August 26, 2019 03:08 pm News Staff – The Academy is encouraging recently introduced legislation that could tear down a key obstacle to broader adoption of the direct primary care model.
The Primary Care Enhancement Act of 2019 (H.R. 3708) would revise the federal tax code to allow patients with health savings accounts to apply that resource toward DPC payments.
That's a significant step forward for the DPC model, the AAFP told Reps. Earl Blumenauer, D-Ore., and Jason Smith, R-Mo., in an Aug. 12 letter(1 page PDF) praising their bill.
"The AAFP supports direct primary care and sees it as a model of care that provides a pathway to continuous, comprehensive and coordinated primary care for patients," said the letter, which was signed by Board Chair Michael Munger, M.D., of Overland Park.
But regulators treat DPC payments as health insurance premiums, so DPC patients can't use HSAs to pay their monthly fees without incurring a tax penalty.

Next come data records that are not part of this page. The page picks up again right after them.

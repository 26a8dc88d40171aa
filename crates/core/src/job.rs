//! The job record and its lifecycle transitions.
//!
//! A [`Job`] is a complete, self-describing snapshot: everything a reader needs
//! to interpret it lives in the record itself. The transition methods below are
//! the only places that mutate status, attempts, timestamps, result and error.

use chrono::{DateTime, Utc};
use serde::{Deserialize, Serialize};

use crate::error::{DomainError, DomainResult};
use crate::id::JobId;

/// Opaque structured payload (string keys to arbitrary JSON values).
pub type Payload = serde_json::Map<String, serde_json::Value>;

/// Attempt ceiling used when the submitter does not provide one.
pub const DEFAULT_MAX_ATTEMPTS: u32 = 5;

/// Job lifecycle status.
///
/// ```text
/// queued --dequeue--> running --success--> succeeded
/// running --failure, attempts < max--> failed_retry_pending --backoff--> queued
/// running --failure, attempts == max--> dead_letter
/// ```
#[derive(Debug, Clone, Copy, PartialEq, Eq, Hash, Serialize, Deserialize)]
#[serde(rename_all = "snake_case")]
pub enum JobStatus {
    /// Waiting in the default queue.
    Queued,
    /// Owned by a worker.
    Running,
    /// Completed successfully.
    Succeeded,
    /// Failed, waiting out its backoff before being queued again.
    FailedRetryPending,
    /// Exhausted its attempts and moved to the DLQ.
    DeadLetter,
}

impl JobStatus {
    pub fn is_terminal(&self) -> bool {
        matches!(self, JobStatus::Succeeded | JobStatus::DeadLetter)
    }

    /// Statuses in which some worker is (or was) holding the job.
    pub fn is_in_flight(&self) -> bool {
        matches!(self, JobStatus::Running | JobStatus::FailedRetryPending)
    }

    pub fn as_str(&self) -> &'static str {
        match self {
            JobStatus::Queued => "queued",
            JobStatus::Running => "running",
            JobStatus::Succeeded => "succeeded",
            JobStatus::FailedRetryPending => "failed_retry_pending",
            JobStatus::DeadLetter => "dead_letter",
        }
    }
}

impl core::fmt::Display for JobStatus {
    fn fmt(&self, f: &mut core::fmt::Formatter<'_>) -> core::fmt::Result {
        f.write_str(self.as_str())
    }
}

/// A request to create a job.
#[derive(Debug, Clone, PartialEq)]
pub struct NewJob {
    pub job_type: String,
    pub payload: Payload,
    pub dedupe_key: Option<String>,
    /// Requested attempt ceiling; coerced to at least 1.
    pub max_attempts: Option<i64>,
}

impl NewJob {
    pub fn new(job_type: impl Into<String>, payload: Payload) -> Self {
        Self {
            job_type: job_type.into(),
            payload,
            dedupe_key: None,
            max_attempts: None,
        }
    }

    pub fn with_dedupe_key(mut self, key: impl Into<String>) -> Self {
        self.dedupe_key = Some(key.into());
        self
    }

    pub fn with_max_attempts(mut self, max_attempts: i64) -> Self {
        self.max_attempts = Some(max_attempts);
        self
    }

    /// The dedupe key, treating an empty string as absent.
    pub fn dedupe_key(&self) -> Option<&str> {
        self.dedupe_key.as_deref().filter(|k| !k.is_empty())
    }

    pub fn validate(&self) -> DomainResult<()> {
        if self.job_type.trim().is_empty() {
            return Err(DomainError::validation("type must be a non-empty string"));
        }
        Ok(())
    }

    fn effective_max_attempts(&self) -> u32 {
        match self.max_attempts {
            None => DEFAULT_MAX_ATTEMPTS,
            Some(n) => n.clamp(1, i64::from(u32::MAX)) as u32,
        }
    }
}

/// The unit of work.
#[derive(Debug, Clone, PartialEq, Serialize, Deserialize)]
pub struct Job {
    pub id: JobId,
    #[serde(rename = "type")]
    pub job_type: String,
    #[serde(default)]
    pub payload: Payload,
    #[serde(default)]
    pub dedupe_key: Option<String>,
    pub status: JobStatus,
    #[serde(default)]
    pub attempts: u32,
    #[serde(default = "default_max_attempts")]
    pub max_attempts: u32,
    pub created_at: DateTime<Utc>,
    #[serde(default)]
    pub started_at: Option<DateTime<Utc>>,
    #[serde(default)]
    pub finished_at: Option<DateTime<Utc>>,
    #[serde(default)]
    pub last_error: Option<String>,
    #[serde(default)]
    pub result: Option<serde_json::Value>,
    /// When a scheduled retry becomes due. Only set while `failed_retry_pending`.
    #[serde(default, skip_serializing_if = "Option::is_none")]
    pub next_attempt_at: Option<DateTime<Utc>>,
}

fn default_max_attempts() -> u32 {
    DEFAULT_MAX_ATTEMPTS
}

impl Job {
    /// Build a fresh `queued` record from a validated request.
    pub fn create(request: NewJob, now: DateTime<Utc>) -> DomainResult<Self> {
        request.validate()?;
        let max_attempts = request.effective_max_attempts();
        let dedupe_key = request.dedupe_key().map(str::to_owned);

        Ok(Self {
            id: JobId::new(),
            job_type: request.job_type,
            payload: request.payload,
            dedupe_key,
            status: JobStatus::Queued,
            attempts: 0,
            max_attempts,
            created_at: now,
            started_at: None,
            finished_at: None,
            last_error: None,
            result: None,
            next_attempt_at: None,
        })
    }

    /// Mark job as owned by a worker. `started_at` is only set the first time.
    pub fn mark_running(&mut self, now: DateTime<Utc>) {
        self.status = JobStatus::Running;
        self.next_attempt_at = None;
        if self.started_at.is_none() {
            self.started_at = Some(now);
        }
    }

    pub fn mark_succeeded(&mut self, result: serde_json::Value, now: DateTime<Utc>) {
        self.status = JobStatus::Succeeded;
        self.result = Some(result);
        self.finished_at = Some(now);
    }

    /// Count a failed attempt and remember why.
    ///
    /// Returns `true` when the job still has attempts left.
    pub fn record_failure(&mut self, error: impl core::fmt::Display) -> bool {
        self.attempts = self.attempts.saturating_add(1);
        self.last_error = Some(error.to_string());
        self.has_attempts_left()
    }

    pub fn has_attempts_left(&self) -> bool {
        self.attempts < self.max_attempts
    }

    /// Failed, waiting for backoff. `due` is set when the retry is timer-driven.
    pub fn mark_retry_pending(&mut self, due: Option<DateTime<Utc>>) {
        self.status = JobStatus::FailedRetryPending;
        self.next_attempt_at = due;
    }

    /// Back to the default queue (after backoff, or recovered from a dead worker).
    /// Attempts are left untouched.
    pub fn mark_queued(&mut self) {
        self.status = JobStatus::Queued;
        self.next_attempt_at = None;
    }

    pub fn mark_dead_letter(&mut self, now: DateTime<Utc>) {
        self.status = JobStatus::DeadLetter;
        self.next_attempt_at = None;
        self.finished_at = Some(now);
    }

    /// Operator replay out of the DLQ: queued again with the error cleared.
    pub fn reset_for_replay(&mut self) {
        self.mark_queued();
        self.last_error = None;
        self.finished_at = None;
    }
}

"Under existing interpretation of the Internal Revenue Code, patients with HSAs are prohibited from engaging in DPC arrangements with a family physician or other primary-care physician," the Academy wrote. "Your legislation would remove these current legal barriers that prevent patients with HSAs from receiving care from family physicians practicing in a DPC model."
The Academy reminded the congressmen that the DPC model is attracting a growing number of family physicians, with patient demand for such practices also on the rise.
"Additionally, employers and labor unions are driving growth in the model, further necessitating changes in law that allow patients to benefit from this emerging primary care delivery model," the letter noted.
The Academy supported a similar bill in 2017.